**WHAT TO WORK ON**
Using the listing below, extract each line that has the word "cables" in it.
(INFORMATION Opens)
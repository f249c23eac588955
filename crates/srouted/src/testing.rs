//! Fixtures and recording collaborators shared by the unit tests.

use async_trait::async_trait;
use parking_lot::Mutex;
use sonic_sr_types::{ConnectPoint, DeviceId, IpPrefix, Link, NodeId, PortNumber};
use std::collections::{BTreeMap, BTreeSet, HashMap, HashSet};
use std::net::{IpAddr, Ipv4Addr};
use std::sync::atomic::{AtomicU64, Ordering};
use std::sync::Arc;

use crate::config::RoutingConfig;
use crate::election::{InMemoryOwnershipStore, OwnershipElector};
use crate::error::{Result, RoutingError};
use crate::fabric::{DeviceConfig, FabricConfig, LinkConfig, StaticFabric};
use crate::filter_retry::PortFilterInfo;
use crate::graph::LinkSource;
use crate::routing::RoutingHandler;
use crate::services::{FabricServices, GroupService, NextHopMap, NextHops, RulePopulator};

pub fn dev(id: &str) -> DeviceId {
    DeviceId::new(id).unwrap()
}

pub fn node(id: &str) -> NodeId {
    NodeId::new(id).unwrap()
}

pub fn prefix(s: &str) -> IpPrefix {
    s.parse().unwrap()
}

pub fn cp(device: &str, port: u64) -> ConnectPoint {
    ConnectPoint::new(dev(device), PortNumber::new(port))
}

pub fn link(src: &str, src_port: u64, dst: &str, dst_port: u64) -> Link {
    Link::new(cp(src, src_port), cp(dst, dst_port))
}

/// Fixed link set for graph tests.
pub struct StaticLinks(Vec<Link>);

impl StaticLinks {
    pub fn bidirectional(cables: &[(&str, u64, &str, u64)]) -> Self {
        let links = cables
            .iter()
            .flat_map(|(a, pa, b, pb)| {
                let l = link(a, *pa, b, *pb);
                [l.reversed(), l]
            })
            .collect();
        StaticLinks(links)
    }
}

impl LinkSource for StaticLinks {
    fn egress_links(&self, device: &DeviceId) -> Vec<Link> {
        self.0
            .iter()
            .filter(|l| l.src_device() == device)
            .cloned()
            .collect()
    }
}

/// Builds a [`StaticFabric`]. Switches without an explicit master are
/// mastered by the local node.
pub struct FabricBuilder {
    local: String,
    devices: BTreeMap<DeviceId, DeviceConfig>,
    masters: HashMap<DeviceId, NodeId>,
    links: Vec<LinkConfig>,
}

impl FabricBuilder {
    pub fn new() -> Self {
        Self {
            local: "local".to_string(),
            devices: BTreeMap::new(),
            masters: HashMap::new(),
            links: Vec::new(),
        }
    }

    pub fn local(mut self, node: &str) -> Self {
        self.local = node.to_string();
        self
    }

    fn device(mut self, name: &str, edge: bool) -> Self {
        let n = self.devices.len() as u32 + 1;
        self.devices.insert(
            dev(name),
            DeviceConfig {
                edge,
                pair: None,
                pair_port: None,
                subnets: BTreeSet::new(),
                router_ipv4: Ipv4Addr::new(192, 168, 0, n as u8),
                router_ipv6: None,
                ipv4_sid: 100 + n,
                ipv6_sid: None,
                master: None,
                available: true,
            },
        );
        self
    }

    pub fn spine(self, name: &str) -> Self {
        self.device(name, false)
    }

    pub fn edge(self, name: &str) -> Self {
        self.device(name, true)
    }

    pub fn edge_pair(self, a: &str, a_port: u64, b: &str, b_port: u64) -> Self {
        let mut builder = self.edge(a).edge(b);
        for (this, port, other) in [(a, a_port, b), (b, b_port, a)] {
            if let Some(config) = builder.devices.get_mut(&dev(this)) {
                config.pair = Some(dev(other));
                config.pair_port = Some(PortNumber::new(port));
            }
        }
        builder
    }

    pub fn subnet(mut self, device: &str, subnet: &str) -> Self {
        if let Some(config) = self.devices.get_mut(&dev(device)) {
            config.subnets.insert(prefix(subnet));
        }
        self
    }

    pub fn master(mut self, device: &str, node_id: &str) -> Self {
        self.masters.insert(dev(device), node(node_id));
        self
    }

    pub fn cable(mut self, a: &str, a_port: u64, b: &str, b_port: u64) -> Self {
        self.links.push(LinkConfig {
            a: cp(a, a_port),
            b: cp(b, b_port),
        });
        self
    }

    pub fn build(self) -> Arc<StaticFabric> {
        let local = node(&self.local);
        let mut devices = self.devices;
        for (id, config) in devices.iter_mut() {
            config.master = Some(self.masters.get(id).cloned().unwrap_or_else(|| local.clone()));
        }
        let config = FabricConfig {
            local_node: Some(local.clone()),
            devices,
            links: self.links,
        };
        Arc::new(StaticFabric::new(config, local))
    }
}

pub type SubnetRule = (DeviceId, BTreeSet<IpPrefix>, DeviceId, Option<DeviceId>, NextHopMap);

/// Records every programming request.
#[derive(Default)]
pub struct RecordingRules {
    subnet_rules: Mutex<Vec<SubnetRule>>,
    mpls_rules: Mutex<Vec<(DeviceId, DeviceId, NextHops)>>,
    revoked: Mutex<Vec<(DeviceId, BTreeSet<IpPrefix>)>>,
    filter_script: Mutex<Vec<Option<PortFilterInfo>>>,
    filter_calls: Mutex<HashMap<DeviceId, usize>>,
    budget: Mutex<Option<usize>>,
    count: AtomicU64,
}

impl RecordingRules {
    pub fn new() -> Self {
        Self::default()
    }

    /// Results of successive port filter runs per switch. The last entry
    /// repeats.
    pub fn script_port_filters(&self, script: Vec<Option<PortFilterInfo>>) {
        *self.filter_script.lock() = script;
    }

    pub fn port_filter_calls(&self, device: &DeviceId) -> usize {
        self.filter_calls.lock().get(device).copied().unwrap_or(0)
    }

    /// Lets `n` more programming calls succeed, then fails every call.
    pub fn fail_after(&self, n: usize) {
        *self.budget.lock() = Some(n);
    }

    pub fn subnet_rules(&self) -> Vec<SubnetRule> {
        self.subnet_rules.lock().clone()
    }

    pub fn mpls_rules(&self) -> Vec<(DeviceId, DeviceId, NextHops)> {
        self.mpls_rules.lock().clone()
    }

    pub fn revoked(&self) -> Vec<(DeviceId, BTreeSet<IpPrefix>)> {
        self.revoked.lock().clone()
    }

    pub fn clear(&self) {
        self.subnet_rules.lock().clear();
        self.mpls_rules.lock().clear();
        self.revoked.lock().clear();
        self.filter_calls.lock().clear();
    }

    fn spend(&self, device: &DeviceId) -> Result<()> {
        let mut budget = self.budget.lock();
        match budget.as_mut() {
            Some(0) => Err(RoutingError::Programming {
                device: device.clone(),
                reason: "injected failure".to_string(),
            }),
            Some(n) => {
                *n -= 1;
                Ok(())
            }
            None => Ok(()),
        }
    }
}

#[async_trait]
impl RulePopulator for RecordingRules {
    async fn populate_ip_rule_for_subnet(
        &self,
        target: &DeviceId,
        subnets: &BTreeSet<IpPrefix>,
        dest1: &DeviceId,
        dest2: Option<&DeviceId>,
        next_hops: &NextHopMap,
    ) -> Result<()> {
        self.spend(target)?;
        self.count.fetch_add(1, Ordering::Relaxed);
        self.subnet_rules.lock().push((
            target.clone(),
            subnets.clone(),
            dest1.clone(),
            dest2.cloned(),
            next_hops.clone(),
        ));
        Ok(())
    }

    async fn revoke_ip_rule_for_subnet(
        &self,
        target: &DeviceId,
        subnets: &BTreeSet<IpPrefix>,
    ) -> Result<()> {
        self.spend(target)?;
        self.revoked.lock().push((target.clone(), subnets.clone()));
        Ok(())
    }

    async fn populate_mpls_rule(
        &self,
        target: &DeviceId,
        dest: &DeviceId,
        next_hops: &NextHops,
        _router_ip: IpAddr,
    ) -> Result<()> {
        self.spend(target)?;
        self.count.fetch_add(1, Ordering::Relaxed);
        self.mpls_rules
            .lock()
            .push((target.clone(), dest.clone(), next_hops.clone()));
        Ok(())
    }

    async fn populate_port_filters(&self, device: &DeviceId) -> Option<PortFilterInfo> {
        let call = {
            let mut calls = self.filter_calls.lock();
            let n = calls.entry(device.clone()).or_insert(0);
            *n += 1;
            *n - 1
        };
        let script = self.filter_script.lock();
        match script.get(call).or(script.last()) {
            Some(result) => *result,
            None => Some(PortFilterInfo::default()),
        }
    }

    fn rule_count(&self) -> u64 {
        self.count.load(Ordering::Relaxed)
    }

    fn reset_rule_count(&self) {
        self.count.store(0, Ordering::Relaxed);
    }
}

/// Records hash group edits.
#[derive(Default)]
pub struct RecordingGroups {
    fixes: Mutex<Vec<(DeviceId, NextHops, DeviceId, bool)>>,
    failing: Mutex<HashSet<DeviceId>>,
    rehashes: Mutex<Vec<(Link, bool, bool)>>,
    link_changes: Mutex<Vec<(Link, bool)>>,
    purged: Mutex<Vec<DeviceId>>,
}

impl RecordingGroups {
    pub fn new() -> Self {
        Self::default()
    }

    /// Makes `device` behave as if it had no group state.
    pub fn fail_for(&self, device: &DeviceId) {
        self.failing.lock().insert(device.clone());
    }

    /// Successful repairs as (target, next hops, destination, revoke).
    pub fn fixes(&self) -> Vec<(DeviceId, NextHops, DeviceId, bool)> {
        self.fixes.lock().clone()
    }

    pub fn rehashes(&self) -> Vec<(Link, bool, bool)> {
        self.rehashes.lock().clone()
    }

    pub fn link_changes(&self) -> Vec<(Link, bool)> {
        self.link_changes.lock().clone()
    }

    pub fn purged(&self) -> Vec<DeviceId> {
        self.purged.lock().clone()
    }
}

#[async_trait]
impl GroupService for RecordingGroups {
    async fn fix_hash_groups(
        &self,
        target: &DeviceId,
        next_hops: &NextHops,
        dest: &DeviceId,
        revoke: bool,
    ) -> Result<()> {
        if self.failing.lock().contains(target) {
            return Err(RoutingError::GroupHandlerUnavailable(target.clone()));
        }
        self.fixes
            .lock()
            .push((target.clone(), next_hops.clone(), dest.clone(), revoke));
        Ok(())
    }

    async fn retry_hash(&self, link: &Link, link_down: bool, first_time: bool) {
        self.rehashes
            .lock()
            .push((link.clone(), link_down, first_time));
    }

    async fn link_state_changed(&self, link: &Link, up: bool) {
        self.link_changes.lock().push((link.clone(), up));
    }

    async fn purge_hashed_groups(&self, device: &DeviceId) {
        self.purged.lock().push(device.clone());
    }
}

/// A static fabric wired to recording collaborators.
pub struct Harness {
    pub fabric: Arc<StaticFabric>,
    pub rules: Arc<RecordingRules>,
    pub groups: Arc<RecordingGroups>,
    pub services: FabricServices,
    pub elector: Arc<OwnershipElector>,
}

impl Harness {
    pub fn new(fabric: Arc<StaticFabric>) -> Self {
        let rules = Arc::new(RecordingRules::new());
        let groups = Arc::new(RecordingGroups::new());
        let services = FabricServices {
            topology: fabric.clone(),
            config: fabric.clone(),
            mastership: fabric.clone(),
            cluster: fabric.clone(),
            rules: rules.clone(),
            groups: groups.clone(),
            ownership: Arc::new(InMemoryOwnershipStore::new()),
        };
        let elector = Arc::new(OwnershipElector::new(
            services.config.clone(),
            services.mastership.clone(),
            services.cluster.clone(),
            services.ownership.clone(),
        ));
        Self {
            fabric,
            rules,
            groups,
            services,
            elector,
        }
    }

    pub fn handler(&self) -> Arc<RoutingHandler> {
        Arc::new(RoutingHandler::new(
            self.services.clone(),
            RoutingConfig::default(),
        ))
    }
}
(INFORMATION Closes)
**PROBLEM SOLUTION**
    pub fn bidirectional(cables: &[(&str, u64, &str, u64)]) -> Self {
        let links = cables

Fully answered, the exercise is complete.